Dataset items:
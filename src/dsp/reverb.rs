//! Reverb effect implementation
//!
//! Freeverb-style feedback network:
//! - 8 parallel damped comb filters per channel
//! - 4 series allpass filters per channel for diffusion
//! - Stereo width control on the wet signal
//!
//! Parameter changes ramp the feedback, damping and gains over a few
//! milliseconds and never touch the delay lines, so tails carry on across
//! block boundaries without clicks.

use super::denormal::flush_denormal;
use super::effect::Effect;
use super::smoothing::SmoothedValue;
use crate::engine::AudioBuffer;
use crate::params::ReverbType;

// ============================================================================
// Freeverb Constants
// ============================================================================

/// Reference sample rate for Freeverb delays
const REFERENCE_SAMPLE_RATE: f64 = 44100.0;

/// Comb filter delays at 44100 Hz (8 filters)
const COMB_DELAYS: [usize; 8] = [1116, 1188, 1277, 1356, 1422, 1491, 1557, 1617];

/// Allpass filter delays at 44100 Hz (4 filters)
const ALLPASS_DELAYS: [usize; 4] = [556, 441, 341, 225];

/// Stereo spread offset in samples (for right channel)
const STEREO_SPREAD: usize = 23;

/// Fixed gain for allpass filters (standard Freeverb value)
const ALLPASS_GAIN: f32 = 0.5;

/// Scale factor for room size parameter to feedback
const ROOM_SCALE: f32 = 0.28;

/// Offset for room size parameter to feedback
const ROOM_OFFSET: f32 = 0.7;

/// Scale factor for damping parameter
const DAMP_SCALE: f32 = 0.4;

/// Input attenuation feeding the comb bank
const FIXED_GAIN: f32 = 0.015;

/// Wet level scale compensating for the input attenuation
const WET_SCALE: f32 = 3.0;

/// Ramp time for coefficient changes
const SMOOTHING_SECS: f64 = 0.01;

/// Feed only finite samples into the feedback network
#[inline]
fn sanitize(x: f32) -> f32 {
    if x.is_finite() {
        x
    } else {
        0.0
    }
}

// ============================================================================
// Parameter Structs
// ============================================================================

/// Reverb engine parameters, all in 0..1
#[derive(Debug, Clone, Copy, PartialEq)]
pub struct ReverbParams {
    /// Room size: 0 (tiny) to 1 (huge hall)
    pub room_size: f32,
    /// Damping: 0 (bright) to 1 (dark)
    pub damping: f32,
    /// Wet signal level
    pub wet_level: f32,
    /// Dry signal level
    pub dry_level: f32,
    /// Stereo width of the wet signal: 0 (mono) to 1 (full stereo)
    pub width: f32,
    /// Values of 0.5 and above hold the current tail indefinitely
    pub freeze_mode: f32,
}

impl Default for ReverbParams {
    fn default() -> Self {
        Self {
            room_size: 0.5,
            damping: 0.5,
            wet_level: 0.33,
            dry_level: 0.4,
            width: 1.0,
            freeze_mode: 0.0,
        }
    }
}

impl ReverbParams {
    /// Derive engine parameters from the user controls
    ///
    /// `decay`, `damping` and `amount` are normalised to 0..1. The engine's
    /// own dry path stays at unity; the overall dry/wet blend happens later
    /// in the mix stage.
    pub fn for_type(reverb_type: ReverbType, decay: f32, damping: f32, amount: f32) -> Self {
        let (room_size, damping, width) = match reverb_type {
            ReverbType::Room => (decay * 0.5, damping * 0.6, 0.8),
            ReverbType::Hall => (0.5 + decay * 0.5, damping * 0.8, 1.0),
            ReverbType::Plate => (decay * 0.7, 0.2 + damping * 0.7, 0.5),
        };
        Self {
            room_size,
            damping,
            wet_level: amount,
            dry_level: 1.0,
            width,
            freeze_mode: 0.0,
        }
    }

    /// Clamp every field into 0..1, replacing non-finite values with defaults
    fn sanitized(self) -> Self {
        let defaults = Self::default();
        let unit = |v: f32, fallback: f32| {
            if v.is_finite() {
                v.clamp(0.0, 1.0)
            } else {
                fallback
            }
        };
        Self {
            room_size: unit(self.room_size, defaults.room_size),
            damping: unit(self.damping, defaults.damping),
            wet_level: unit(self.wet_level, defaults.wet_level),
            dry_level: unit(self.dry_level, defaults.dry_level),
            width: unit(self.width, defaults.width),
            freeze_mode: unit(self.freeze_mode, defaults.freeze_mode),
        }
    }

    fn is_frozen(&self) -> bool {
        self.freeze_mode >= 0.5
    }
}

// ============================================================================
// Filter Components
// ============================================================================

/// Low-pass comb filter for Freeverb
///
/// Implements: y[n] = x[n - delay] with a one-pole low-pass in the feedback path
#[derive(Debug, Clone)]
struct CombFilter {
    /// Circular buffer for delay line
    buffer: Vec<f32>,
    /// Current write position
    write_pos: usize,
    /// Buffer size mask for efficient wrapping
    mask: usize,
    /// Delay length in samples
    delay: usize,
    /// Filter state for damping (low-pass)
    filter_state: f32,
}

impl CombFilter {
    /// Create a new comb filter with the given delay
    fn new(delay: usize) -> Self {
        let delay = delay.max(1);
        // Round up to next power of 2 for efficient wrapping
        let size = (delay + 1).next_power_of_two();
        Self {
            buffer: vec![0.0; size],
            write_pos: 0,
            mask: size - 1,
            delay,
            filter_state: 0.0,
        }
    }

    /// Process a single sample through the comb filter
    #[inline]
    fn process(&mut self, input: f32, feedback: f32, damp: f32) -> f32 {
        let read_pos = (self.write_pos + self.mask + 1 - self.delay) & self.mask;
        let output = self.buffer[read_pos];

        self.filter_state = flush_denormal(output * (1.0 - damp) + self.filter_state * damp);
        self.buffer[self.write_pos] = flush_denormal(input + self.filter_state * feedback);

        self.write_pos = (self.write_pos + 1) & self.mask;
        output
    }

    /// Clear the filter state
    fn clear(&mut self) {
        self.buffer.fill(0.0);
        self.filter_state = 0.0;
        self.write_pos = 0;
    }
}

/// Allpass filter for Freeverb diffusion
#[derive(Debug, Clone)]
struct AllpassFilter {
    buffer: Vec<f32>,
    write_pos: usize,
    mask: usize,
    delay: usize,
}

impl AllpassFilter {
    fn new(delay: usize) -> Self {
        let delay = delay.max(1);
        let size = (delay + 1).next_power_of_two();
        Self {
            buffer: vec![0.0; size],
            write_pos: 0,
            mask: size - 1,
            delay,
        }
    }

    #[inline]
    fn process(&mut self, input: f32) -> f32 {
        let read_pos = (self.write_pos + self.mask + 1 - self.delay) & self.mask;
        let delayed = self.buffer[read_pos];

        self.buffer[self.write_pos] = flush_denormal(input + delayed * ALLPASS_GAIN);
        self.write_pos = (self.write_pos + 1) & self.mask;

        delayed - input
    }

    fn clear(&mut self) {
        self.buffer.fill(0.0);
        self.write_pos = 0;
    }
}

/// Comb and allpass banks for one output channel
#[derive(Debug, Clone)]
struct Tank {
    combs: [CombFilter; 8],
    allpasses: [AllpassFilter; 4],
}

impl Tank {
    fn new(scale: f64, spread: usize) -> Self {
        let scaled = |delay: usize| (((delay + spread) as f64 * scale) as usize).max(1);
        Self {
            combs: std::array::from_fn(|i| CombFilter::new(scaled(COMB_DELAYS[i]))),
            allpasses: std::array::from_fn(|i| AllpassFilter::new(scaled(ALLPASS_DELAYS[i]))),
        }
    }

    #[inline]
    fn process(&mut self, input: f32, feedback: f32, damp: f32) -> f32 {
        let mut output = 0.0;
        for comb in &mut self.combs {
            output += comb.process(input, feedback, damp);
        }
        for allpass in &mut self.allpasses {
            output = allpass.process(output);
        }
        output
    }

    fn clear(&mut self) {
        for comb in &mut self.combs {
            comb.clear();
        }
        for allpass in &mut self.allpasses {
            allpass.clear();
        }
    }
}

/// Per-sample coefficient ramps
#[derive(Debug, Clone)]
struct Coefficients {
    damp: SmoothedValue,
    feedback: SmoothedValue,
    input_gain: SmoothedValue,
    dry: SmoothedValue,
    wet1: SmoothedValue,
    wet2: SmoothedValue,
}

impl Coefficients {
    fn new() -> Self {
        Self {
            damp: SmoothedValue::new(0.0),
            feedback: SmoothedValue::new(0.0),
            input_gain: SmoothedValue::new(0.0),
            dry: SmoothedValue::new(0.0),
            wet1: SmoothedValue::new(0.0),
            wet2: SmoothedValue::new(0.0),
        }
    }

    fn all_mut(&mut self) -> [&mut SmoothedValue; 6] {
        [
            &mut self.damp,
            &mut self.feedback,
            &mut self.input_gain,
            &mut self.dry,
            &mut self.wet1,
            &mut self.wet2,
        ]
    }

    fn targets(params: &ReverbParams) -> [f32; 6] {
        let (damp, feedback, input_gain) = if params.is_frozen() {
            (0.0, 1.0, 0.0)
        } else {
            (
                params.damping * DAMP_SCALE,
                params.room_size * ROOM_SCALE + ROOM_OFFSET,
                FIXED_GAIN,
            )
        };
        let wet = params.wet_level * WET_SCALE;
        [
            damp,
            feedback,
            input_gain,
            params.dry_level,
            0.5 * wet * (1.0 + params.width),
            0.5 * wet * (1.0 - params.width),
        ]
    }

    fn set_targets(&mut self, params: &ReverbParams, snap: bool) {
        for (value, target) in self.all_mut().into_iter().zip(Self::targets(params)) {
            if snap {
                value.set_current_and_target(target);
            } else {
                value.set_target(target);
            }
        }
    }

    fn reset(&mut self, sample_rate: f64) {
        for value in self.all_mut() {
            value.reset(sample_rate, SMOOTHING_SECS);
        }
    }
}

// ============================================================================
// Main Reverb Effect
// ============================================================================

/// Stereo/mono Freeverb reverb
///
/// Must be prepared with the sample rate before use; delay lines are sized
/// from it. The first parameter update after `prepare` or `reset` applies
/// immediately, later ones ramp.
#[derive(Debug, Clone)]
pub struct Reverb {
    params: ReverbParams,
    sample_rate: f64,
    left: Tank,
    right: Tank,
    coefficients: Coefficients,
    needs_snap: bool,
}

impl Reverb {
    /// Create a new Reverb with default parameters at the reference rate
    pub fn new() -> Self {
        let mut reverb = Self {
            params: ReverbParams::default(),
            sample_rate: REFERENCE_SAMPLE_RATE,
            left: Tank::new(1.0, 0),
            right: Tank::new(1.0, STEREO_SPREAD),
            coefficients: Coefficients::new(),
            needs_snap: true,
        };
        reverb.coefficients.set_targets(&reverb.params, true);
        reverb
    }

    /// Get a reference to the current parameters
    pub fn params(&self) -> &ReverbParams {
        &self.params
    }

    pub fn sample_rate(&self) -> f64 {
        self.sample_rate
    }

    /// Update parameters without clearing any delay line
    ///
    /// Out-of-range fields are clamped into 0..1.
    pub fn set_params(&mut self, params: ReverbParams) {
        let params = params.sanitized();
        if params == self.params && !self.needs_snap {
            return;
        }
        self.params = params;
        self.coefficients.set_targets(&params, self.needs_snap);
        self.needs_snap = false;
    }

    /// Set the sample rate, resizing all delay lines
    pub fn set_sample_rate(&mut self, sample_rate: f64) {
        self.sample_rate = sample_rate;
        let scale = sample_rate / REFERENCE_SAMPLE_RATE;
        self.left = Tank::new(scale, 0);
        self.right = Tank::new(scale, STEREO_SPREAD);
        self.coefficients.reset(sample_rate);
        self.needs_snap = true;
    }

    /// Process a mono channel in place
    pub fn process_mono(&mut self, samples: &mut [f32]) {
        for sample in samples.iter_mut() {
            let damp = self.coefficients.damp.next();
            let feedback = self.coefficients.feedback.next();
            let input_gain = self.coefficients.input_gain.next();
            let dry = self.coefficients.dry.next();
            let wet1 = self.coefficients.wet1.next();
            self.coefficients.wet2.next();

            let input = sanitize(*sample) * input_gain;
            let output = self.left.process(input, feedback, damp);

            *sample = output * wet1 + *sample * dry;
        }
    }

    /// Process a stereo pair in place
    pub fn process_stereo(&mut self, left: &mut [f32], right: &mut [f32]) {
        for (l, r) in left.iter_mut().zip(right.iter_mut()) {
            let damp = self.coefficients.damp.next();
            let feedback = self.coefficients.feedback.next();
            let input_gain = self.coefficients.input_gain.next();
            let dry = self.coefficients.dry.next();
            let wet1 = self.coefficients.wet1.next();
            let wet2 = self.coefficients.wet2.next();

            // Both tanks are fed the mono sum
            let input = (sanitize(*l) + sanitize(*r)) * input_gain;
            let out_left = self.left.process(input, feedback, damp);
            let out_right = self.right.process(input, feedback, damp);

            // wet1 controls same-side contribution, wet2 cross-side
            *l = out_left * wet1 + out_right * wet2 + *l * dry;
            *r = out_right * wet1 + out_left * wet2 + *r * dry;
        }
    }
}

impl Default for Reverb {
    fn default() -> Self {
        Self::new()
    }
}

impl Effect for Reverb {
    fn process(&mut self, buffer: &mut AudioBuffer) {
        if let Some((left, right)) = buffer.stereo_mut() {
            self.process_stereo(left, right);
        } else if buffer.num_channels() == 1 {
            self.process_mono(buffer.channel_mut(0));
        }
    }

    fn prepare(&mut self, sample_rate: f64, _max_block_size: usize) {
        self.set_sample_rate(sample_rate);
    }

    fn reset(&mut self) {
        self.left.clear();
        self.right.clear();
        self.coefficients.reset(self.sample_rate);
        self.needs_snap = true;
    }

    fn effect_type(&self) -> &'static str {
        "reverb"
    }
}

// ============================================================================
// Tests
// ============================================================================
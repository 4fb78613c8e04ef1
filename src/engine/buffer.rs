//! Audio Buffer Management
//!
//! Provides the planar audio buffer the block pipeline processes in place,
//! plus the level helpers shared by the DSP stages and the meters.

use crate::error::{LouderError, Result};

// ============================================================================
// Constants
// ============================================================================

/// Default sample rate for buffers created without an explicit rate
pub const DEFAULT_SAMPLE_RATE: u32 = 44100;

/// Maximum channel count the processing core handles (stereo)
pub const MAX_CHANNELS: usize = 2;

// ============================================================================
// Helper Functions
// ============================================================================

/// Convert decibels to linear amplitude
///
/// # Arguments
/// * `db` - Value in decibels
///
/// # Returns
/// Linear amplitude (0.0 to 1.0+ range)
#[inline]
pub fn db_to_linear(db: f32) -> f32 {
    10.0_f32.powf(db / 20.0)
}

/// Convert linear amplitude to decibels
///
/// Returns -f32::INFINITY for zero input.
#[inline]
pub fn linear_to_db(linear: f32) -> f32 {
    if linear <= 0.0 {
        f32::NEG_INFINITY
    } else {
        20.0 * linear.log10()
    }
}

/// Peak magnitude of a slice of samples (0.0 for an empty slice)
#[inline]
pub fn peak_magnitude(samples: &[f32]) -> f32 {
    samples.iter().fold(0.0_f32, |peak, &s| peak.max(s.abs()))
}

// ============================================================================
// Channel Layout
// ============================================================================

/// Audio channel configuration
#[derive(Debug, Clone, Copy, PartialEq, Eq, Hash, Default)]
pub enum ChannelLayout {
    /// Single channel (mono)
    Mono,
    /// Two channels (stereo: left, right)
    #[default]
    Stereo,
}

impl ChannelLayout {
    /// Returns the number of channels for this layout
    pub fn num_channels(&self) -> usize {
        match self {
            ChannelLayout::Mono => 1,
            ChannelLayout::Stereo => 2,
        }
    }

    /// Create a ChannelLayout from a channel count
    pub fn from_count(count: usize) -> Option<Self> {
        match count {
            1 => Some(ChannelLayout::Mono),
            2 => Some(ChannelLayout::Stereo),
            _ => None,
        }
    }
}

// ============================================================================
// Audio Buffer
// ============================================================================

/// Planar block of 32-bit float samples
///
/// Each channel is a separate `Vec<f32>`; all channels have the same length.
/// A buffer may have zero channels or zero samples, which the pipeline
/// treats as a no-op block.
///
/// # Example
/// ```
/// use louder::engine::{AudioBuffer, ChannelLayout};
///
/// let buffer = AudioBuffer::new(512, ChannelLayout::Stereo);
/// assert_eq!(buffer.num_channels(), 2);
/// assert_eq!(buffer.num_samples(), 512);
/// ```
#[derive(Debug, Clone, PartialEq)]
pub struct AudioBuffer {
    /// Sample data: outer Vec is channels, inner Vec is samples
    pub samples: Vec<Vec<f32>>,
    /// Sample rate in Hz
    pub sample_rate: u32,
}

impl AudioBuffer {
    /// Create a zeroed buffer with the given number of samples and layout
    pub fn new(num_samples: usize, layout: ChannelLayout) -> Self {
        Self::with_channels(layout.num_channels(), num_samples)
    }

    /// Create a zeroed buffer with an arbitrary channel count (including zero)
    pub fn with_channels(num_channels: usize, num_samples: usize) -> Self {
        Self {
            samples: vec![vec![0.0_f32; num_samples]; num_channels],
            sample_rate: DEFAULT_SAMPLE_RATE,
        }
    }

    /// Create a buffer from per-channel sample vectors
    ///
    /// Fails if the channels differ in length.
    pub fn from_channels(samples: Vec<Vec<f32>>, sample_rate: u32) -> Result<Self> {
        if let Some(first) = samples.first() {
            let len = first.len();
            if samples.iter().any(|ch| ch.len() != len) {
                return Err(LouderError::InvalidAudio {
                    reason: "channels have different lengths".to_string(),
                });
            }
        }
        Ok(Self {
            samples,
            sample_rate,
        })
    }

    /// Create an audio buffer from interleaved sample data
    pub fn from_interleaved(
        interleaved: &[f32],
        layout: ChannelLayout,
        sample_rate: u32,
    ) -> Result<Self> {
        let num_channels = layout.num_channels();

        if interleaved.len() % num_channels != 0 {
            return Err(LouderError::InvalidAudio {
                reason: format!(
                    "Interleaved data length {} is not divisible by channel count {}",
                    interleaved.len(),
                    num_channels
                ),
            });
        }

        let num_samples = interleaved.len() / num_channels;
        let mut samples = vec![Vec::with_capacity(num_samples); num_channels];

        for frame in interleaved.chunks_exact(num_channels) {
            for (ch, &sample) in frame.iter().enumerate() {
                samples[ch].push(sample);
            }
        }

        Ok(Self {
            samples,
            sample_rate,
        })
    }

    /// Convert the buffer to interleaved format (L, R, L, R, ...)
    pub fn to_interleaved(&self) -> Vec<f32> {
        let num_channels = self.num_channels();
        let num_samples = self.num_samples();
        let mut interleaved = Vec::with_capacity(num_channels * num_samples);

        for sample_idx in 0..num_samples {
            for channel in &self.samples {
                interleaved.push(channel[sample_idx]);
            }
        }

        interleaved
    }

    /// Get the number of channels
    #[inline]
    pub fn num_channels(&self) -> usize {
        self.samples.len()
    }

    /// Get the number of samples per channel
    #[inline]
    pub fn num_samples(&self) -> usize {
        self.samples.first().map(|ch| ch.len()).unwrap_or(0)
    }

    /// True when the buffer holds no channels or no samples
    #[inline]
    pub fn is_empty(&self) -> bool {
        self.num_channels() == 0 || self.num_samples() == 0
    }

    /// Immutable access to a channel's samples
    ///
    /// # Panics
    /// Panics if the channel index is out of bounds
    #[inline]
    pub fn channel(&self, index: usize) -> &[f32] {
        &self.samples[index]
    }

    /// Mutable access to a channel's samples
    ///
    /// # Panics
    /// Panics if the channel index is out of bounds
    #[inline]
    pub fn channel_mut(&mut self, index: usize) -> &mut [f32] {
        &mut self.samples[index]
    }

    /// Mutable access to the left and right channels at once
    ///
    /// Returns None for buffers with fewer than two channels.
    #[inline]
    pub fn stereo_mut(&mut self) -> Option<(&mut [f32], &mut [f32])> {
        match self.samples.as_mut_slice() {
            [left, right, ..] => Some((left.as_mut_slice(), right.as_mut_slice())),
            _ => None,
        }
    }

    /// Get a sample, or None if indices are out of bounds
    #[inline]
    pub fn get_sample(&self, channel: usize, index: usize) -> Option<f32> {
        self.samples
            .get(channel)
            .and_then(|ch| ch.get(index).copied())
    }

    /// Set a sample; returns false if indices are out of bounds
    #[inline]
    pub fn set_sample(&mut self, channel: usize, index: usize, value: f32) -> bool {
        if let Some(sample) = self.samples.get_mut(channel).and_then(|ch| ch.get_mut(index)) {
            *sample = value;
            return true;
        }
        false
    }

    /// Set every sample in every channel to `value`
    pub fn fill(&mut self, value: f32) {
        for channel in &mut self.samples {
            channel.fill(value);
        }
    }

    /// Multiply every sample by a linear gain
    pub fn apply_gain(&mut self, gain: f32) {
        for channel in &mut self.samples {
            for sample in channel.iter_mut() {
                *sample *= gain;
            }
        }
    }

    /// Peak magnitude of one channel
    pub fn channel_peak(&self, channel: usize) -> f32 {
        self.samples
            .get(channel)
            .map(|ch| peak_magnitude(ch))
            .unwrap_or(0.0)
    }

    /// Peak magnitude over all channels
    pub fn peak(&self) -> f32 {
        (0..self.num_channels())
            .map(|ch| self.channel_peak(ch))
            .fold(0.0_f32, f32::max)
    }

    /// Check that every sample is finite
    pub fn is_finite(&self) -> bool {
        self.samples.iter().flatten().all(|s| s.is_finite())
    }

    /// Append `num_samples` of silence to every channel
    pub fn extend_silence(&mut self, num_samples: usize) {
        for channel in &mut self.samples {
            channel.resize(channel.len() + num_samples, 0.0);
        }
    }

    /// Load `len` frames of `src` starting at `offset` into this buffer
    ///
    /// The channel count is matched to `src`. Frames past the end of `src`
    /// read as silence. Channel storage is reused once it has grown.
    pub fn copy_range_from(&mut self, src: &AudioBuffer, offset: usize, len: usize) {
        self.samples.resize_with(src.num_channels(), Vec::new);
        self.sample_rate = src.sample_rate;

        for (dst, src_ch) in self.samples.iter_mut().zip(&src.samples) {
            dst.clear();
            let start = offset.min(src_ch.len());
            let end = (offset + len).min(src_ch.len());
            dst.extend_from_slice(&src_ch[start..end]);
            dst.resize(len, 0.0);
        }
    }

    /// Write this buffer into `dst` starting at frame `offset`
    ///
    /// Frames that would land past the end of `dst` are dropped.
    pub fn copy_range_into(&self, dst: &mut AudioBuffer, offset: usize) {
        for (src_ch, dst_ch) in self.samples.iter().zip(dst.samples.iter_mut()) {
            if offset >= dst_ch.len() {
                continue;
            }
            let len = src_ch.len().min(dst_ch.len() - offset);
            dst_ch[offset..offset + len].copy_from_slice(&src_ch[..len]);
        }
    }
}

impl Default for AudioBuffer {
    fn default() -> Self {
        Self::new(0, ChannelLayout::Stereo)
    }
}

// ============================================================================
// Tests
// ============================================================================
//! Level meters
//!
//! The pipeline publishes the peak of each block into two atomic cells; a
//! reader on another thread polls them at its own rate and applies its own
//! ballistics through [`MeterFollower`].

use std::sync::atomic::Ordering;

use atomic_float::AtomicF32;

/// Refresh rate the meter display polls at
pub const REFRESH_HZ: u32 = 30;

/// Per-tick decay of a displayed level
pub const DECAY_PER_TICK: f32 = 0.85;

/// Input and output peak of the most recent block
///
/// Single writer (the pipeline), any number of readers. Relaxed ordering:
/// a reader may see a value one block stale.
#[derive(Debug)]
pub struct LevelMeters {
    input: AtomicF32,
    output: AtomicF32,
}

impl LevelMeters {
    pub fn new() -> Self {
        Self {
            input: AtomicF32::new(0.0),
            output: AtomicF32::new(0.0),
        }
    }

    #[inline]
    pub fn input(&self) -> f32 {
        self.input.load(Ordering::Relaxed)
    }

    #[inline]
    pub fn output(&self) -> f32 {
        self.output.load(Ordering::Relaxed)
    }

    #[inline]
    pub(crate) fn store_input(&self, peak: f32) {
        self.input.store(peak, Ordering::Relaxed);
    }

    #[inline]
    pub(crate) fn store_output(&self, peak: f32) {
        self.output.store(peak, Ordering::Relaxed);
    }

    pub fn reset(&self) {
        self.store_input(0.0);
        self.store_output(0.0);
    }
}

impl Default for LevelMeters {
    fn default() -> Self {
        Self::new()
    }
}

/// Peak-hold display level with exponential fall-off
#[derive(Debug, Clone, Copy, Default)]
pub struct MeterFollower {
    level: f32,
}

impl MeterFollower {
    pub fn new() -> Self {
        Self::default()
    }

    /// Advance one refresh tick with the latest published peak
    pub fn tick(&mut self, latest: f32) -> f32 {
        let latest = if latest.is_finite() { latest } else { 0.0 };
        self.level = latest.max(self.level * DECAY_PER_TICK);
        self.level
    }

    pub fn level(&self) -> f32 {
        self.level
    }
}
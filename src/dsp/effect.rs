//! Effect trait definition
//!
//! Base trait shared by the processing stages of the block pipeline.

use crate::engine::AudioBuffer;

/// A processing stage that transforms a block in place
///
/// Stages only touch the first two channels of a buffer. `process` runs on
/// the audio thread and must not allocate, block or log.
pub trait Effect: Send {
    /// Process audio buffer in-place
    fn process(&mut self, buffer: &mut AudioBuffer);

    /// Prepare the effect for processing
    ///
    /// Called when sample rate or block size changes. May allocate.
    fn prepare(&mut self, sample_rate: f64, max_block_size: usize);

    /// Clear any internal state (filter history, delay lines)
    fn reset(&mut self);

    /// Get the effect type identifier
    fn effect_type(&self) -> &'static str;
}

PROBLEM DETAILS: Reproduce verbatim the lines above, from the line with "pub fn channel_mut(&mut" through the line with "pub fn stereo_mut(&mut".

EXERCISE RESPONSE:
    pub fn channel_mut(&mut self, index: usize) -> &mut [f32] {
        &mut self.samples[index]
    }

    /// Mutable access to the left and right channels at once
    ///
    /// Returns None for buffers with fewer than two channels.
    #[inline]
    pub fn stereo_mut(&mut self) -> Option<(&mut [f32], &mut [f32])> {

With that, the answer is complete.